Materiał informacyjny Grzegorz Prigan
Według danych ogłoszonego przez miasto Kompleksowego Badania Ruchu we Wrocławiu i aglomeracji z 2019 r., codziennie do Wrocławia wjeżdża ok. 240 tys. samochodów. W znacznej części są to mieszkańcy okolicznych gmin, którzy pracują lub uczą się we Wrocławiu, a także ci, którzy po prostu załatwiają swoje codzienne sprawy. Nie brakuje również kierowców spoza regionu, którzy przyjeżdżają do stolicy Dolnego Śląska lub przez nią przejeżdżają tranzytem.

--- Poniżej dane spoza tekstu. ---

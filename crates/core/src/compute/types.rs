//! Types for the compute provider abstraction.

use std::collections::BTreeMap;
use std::fmt;

use async_trait::async_trait;
use chrono::{DateTime, Utc};
use serde::{Deserialize, Serialize};
use thiserror::Error;

use crate::launcher::BootConfig;

/// Tag holding a human-readable instance name.
pub const TAG_NAME: &str = "Name";
/// Tag marking what the instance is for; used to discover our own instances.
pub const TAG_PURPOSE: &str = "Purpose";
/// Tag holding the group the instance was launched for.
pub const TAG_GROUP: &str = "Group";
/// Tag holding the item a worker was launched for.
pub const TAG_ITEM: &str = "Item";

/// Errors from compute provider operations.
#[derive(Debug, Clone, Error)]
pub enum ComputeError {
    /// The provider refused to create the instance.
    #[error("instance launch rejected: {0}")]
    LaunchRejected(String),

    /// Instance not known to the provider.
    #[error("instance not found: {0}")]
    InstanceNotFound(String),

    /// The instance did not reach the running state.
    #[error("instance {id} did not reach running state: {reason}")]
    NotRunning { id: String, reason: String },

    /// Provider API failure.
    #[error("compute provider error: {0}")]
    Provider(String),
}

/// Opaque instance identifier assigned by the provider.
#[derive(Debug, Clone, PartialEq, Eq, Hash, PartialOrd, Ord, Serialize, Deserialize)]
#[serde(transparent)]
pub struct InstanceId(pub String);

impl InstanceId {
    pub fn new(id: impl Into<String>) -> Self {
        Self(id.into())
    }

    pub fn as_str(&self) -> &str {
        &self.0
    }
}

impl fmt::Display for InstanceId {
    fn fmt(&self, f: &mut fmt::Formatter<'_>) -> fmt::Result {
        f.write_str(&self.0)
    }
}

/// Provider-owned lifecycle state of an instance.
#[derive(Debug, Clone, Copy, PartialEq, Eq, Hash, Serialize, Deserialize)]
#[serde(rename_all = "snake_case")]
pub enum InstanceState {
    Pending,
    Running,
    Stopping,
    Terminated,
}

impl InstanceState {
    /// Pending and running instances occupy a worker slot.
    pub fn is_active(&self) -> bool {
        matches!(self, InstanceState::Pending | InstanceState::Running)
    }
}

/// What an instance is launched to do.
#[derive(Debug, Clone, Copy, PartialEq, Eq, Hash, Serialize, Deserialize)]
#[serde(rename_all = "snake_case")]
pub enum InstanceRole {
    Worker,
    Controller,
}

impl InstanceRole {
    /// Value of the `Purpose` tag for this role.
    pub fn purpose(&self) -> &'static str {
        match self {
            InstanceRole::Worker => "scrapefleet-worker",
            InstanceRole::Controller => "scrapefleet-controller",
        }
    }
}

/// Instance tags, ordered for stable output.
pub type Tags = BTreeMap<String, String>;

/// A compute instance as reported by the provider.
#[derive(Debug, Clone, PartialEq, Eq, Serialize, Deserialize)]
pub struct WorkerInstance {
    pub id: InstanceId,
    pub state: InstanceState,
    pub tags: Tags,
    pub launched_at: DateTime<Utc>,
}

impl WorkerInstance {
    /// Value of a tag, if set.
    pub fn tag(&self, key: &str) -> Option<&str> {
        self.tags.get(key).map(String::as_str)
    }
}

/// Everything the provider needs to create one instance.
#[derive(Debug, Clone, PartialEq, Serialize, Deserialize)]
pub struct LaunchSpec {
    /// Instance size requested from the provider.
    pub instance_type: String,
    /// Structured boot configuration handed to the instance.
    pub boot: BootConfig,
    /// Tags applied at creation.
    pub tags: Tags,
}

impl LaunchSpec {
    pub fn role(&self) -> InstanceRole {
        self.boot.role
    }
}

/// Filter for listing instances.
#[derive(Debug, Clone, Default, PartialEq, Eq)]
pub struct InstanceFilter {
    /// Accepted lifecycle states (empty = any state).
    pub states: Vec<InstanceState>,
    /// Tags that must be present with exactly these values.
    pub tags: Tags,
}

impl InstanceFilter {
    /// Create an empty filter matching every instance.
    pub fn new() -> Self {
        Self::default()
    }

    /// Only pending and running instances.
    pub fn active(mut self) -> Self {
        self.states = vec![InstanceState::Pending, InstanceState::Running];
        self
    }

    /// Require a tag value.
    pub fn with_tag(mut self, key: impl Into<String>, value: impl Into<String>) -> Self {
        self.tags.insert(key.into(), value.into());
        self
    }

    /// Whether an instance passes this filter.
    pub fn matches(&self, instance: &WorkerInstance) -> bool {
        let state_ok = self.states.is_empty() || self.states.contains(&instance.state);
        let tags_ok = self
            .tags
            .iter()
            .all(|(k, v)| instance.tag(k) == Some(v.as_str()));
        state_ok && tags_ok
    }
}

/// Instance lifecycle API of the compute provider.
#[async_trait]
pub trait ComputeProvider: Send + Sync {
    /// Provider name for logging.
    fn name(&self) -> &str;

    /// Request creation of one instance.
    async fn run_instance(&self, spec: &LaunchSpec) -> Result<InstanceId, ComputeError>;

    /// Block until the instance is running.
    async fn wait_until_running(&self, id: &InstanceId) -> Result<(), ComputeError>;

    /// List instances matching the filter.
    async fn describe_instances(
        &self,
        filter: &InstanceFilter,
    ) -> Result<Vec<WorkerInstance>, ComputeError>;

    /// Request termination of the given instances.
    async fn terminate_instances(&self, ids: &[InstanceId]) -> Result<(), ComputeError>;

    /// Identity of the instance this process runs on, if any.
    async fn current_instance_id(&self) -> Option<InstanceId>;
}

Wpływ nadmiernego ruchu na jakość powietrza

Jaki wpływ nadmierny ruch samochodowy ma na problem smogu w mieście, dobrze wiemy. Głównymi ulicami wjazdowymi we Wrocławiu są ul. Karkonoska (przemieszcza się tędy ok. 60 tys. pojazdów na dobę), ul. Żmigrodzka (44 tys.) i Jana III Sobieskiego (35 tys.). Wskaźnik zanieczyszczeń powietrza we Wrocławiu rok do roku bije niechlubne rekordy natężenia, pokonując nawet niesławny Kraków. Tylko, że Wrocławia nie dotyczy problem usytuowania w pradolinie, a do wymiany pozostała już tylko połowa kopciuchów (ok. 9 tys.). Rozwiązaniem, które w tej sytuacji realnie może wpłynąć na poprawę zdrowia i jakość życia mieszkańców Wrocławia jest... płatny wjazd do miasta dla osób niepłacących tu podatków. Grzegorz Prigan, wrocławski adwokat znany z obrony praw najemców TBS przed podwyżkami miejskiej spółki, wystąpił w tej sprawie z petycją do prezydenta Wrocławia Jacka Sutryka

Źródła zanieczyszczeń powietrza: wczoraj i dziś

Czemu mają służyć takie opłaty? Aby odpowiedzieć na to pytanie, należy zastanowić się jakie były i jakie obecnie są podstawowe źródła zanieczyszczeń. Na początku lat 70. XX w. głównym źródłem był przemysł metalurgiczny. Wraz ze wzrostem liczby ludności miasta zaczął wzrastać udział emisji zanieczyszczeń powietrza związanych z używaniem paliw kopalnych do ogrzewania i nadal stanowi to jedno ze źródeł zanieczyszczeń, szczególnie w miesiącach zimowych. We Wrocławiu jeszcze nie obowiązuje całkowity zakaz używania paliw stałych do ogrzewania (taki ma wejść w życie 1 lipca 2028 r. na mocy uchwały antysmogowej), ale od kilku lat władze miasta prowadzą kampanię „Zmień piec” promując akcję Wrocław bez smogu i zapewniają dofinansowanie, co realnie zmniejszyło udział „kopciuchów” w zanieczyszczeniach powietrza. Źródła smogu należy szukać gdzie indziej, a więc przede wszystkim w natężeniu ruchu samochodowego poruszającego się po mieście.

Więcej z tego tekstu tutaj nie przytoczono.